BEGIN

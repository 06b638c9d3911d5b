//! Shared body-handling contract for dispatcher responses.
//!
//! Every endpoint decodes through these helpers, so status classification stays identical
//! across the API: non-2xx becomes [`ApiError`], unparseable 2xx bodies become
//! [`DecodeError`].

// crates.io
use serde::de::DeserializeOwned;
// self
use crate::{
	_prelude::*,
	error::{ApiError, DecodeError},
	transport::HttpResponse,
};

/// Parses a success response body into `T`.
pub fn json<T>(response: HttpResponse) -> Result<T>
where
	T: DeserializeOwned,
{
	let (status, body) = ensure_success(response)?;
	let mut deserializer = serde_json::Deserializer::from_slice(&body);

	serde_path_to_error::deserialize(&mut deserializer)
		.map_err(|source| DecodeError { source, status }.into())
}

/// Checks the status of a response whose body is not needed.
pub fn empty(response: HttpResponse) -> Result<()> {
	ensure_success(response).map(|_| ())
}

fn ensure_success(response: HttpResponse) -> Result<(u16, Vec<u8>)> {
	let status = response.status();
	let body = response.into_body();

	if !status.is_success() {
		return Err(ApiError {
			status: status.as_u16(),
			body: String::from_utf8_lossy(&body).into_owned(),
		}
		.into());
	}

	Ok((status.as_u16(), body))
}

END

- _Problem_: Nothing but the lines from the one containing "use serde::de::DeserializeOwned;" to the end of the records above should appear, each copied exactly.

- _Reply to the task_:
use serde::de::DeserializeOwned;
// self
use crate::{
	_prelude::*,
	error::{ApiError, DecodeError},
	transport::HttpResponse,
};

/// Parses a success response body into `T`.
pub fn json<T>(response: HttpResponse) -> Result<T>
where
	T: DeserializeOwned,
{
	let (status, body) = ensure_success(response)?;
	let mut deserializer = serde_json::Deserializer::from_slice(&body);

	serde_path_to_error::deserialize(&mut deserializer)
		.map_err(|source| DecodeError { source, status }.into())
}

/// Checks the status of a response whose body is not needed.
pub fn empty(response: HttpResponse) -> Result<()> {
	ensure_success(response).map(|_| ())
}

fn ensure_success(response: HttpResponse) -> Result<(u16, Vec<u8>)> {
	let status = response.status();
	let body = response.into_body();

	if !status.is_success() {
		return Err(ApiError {
			status: status.as_u16(),
			body: String::from_utf8_lossy(&body).into_owned(),
		}
		.into());
	}

	Ok((status.as_u16(), body))
}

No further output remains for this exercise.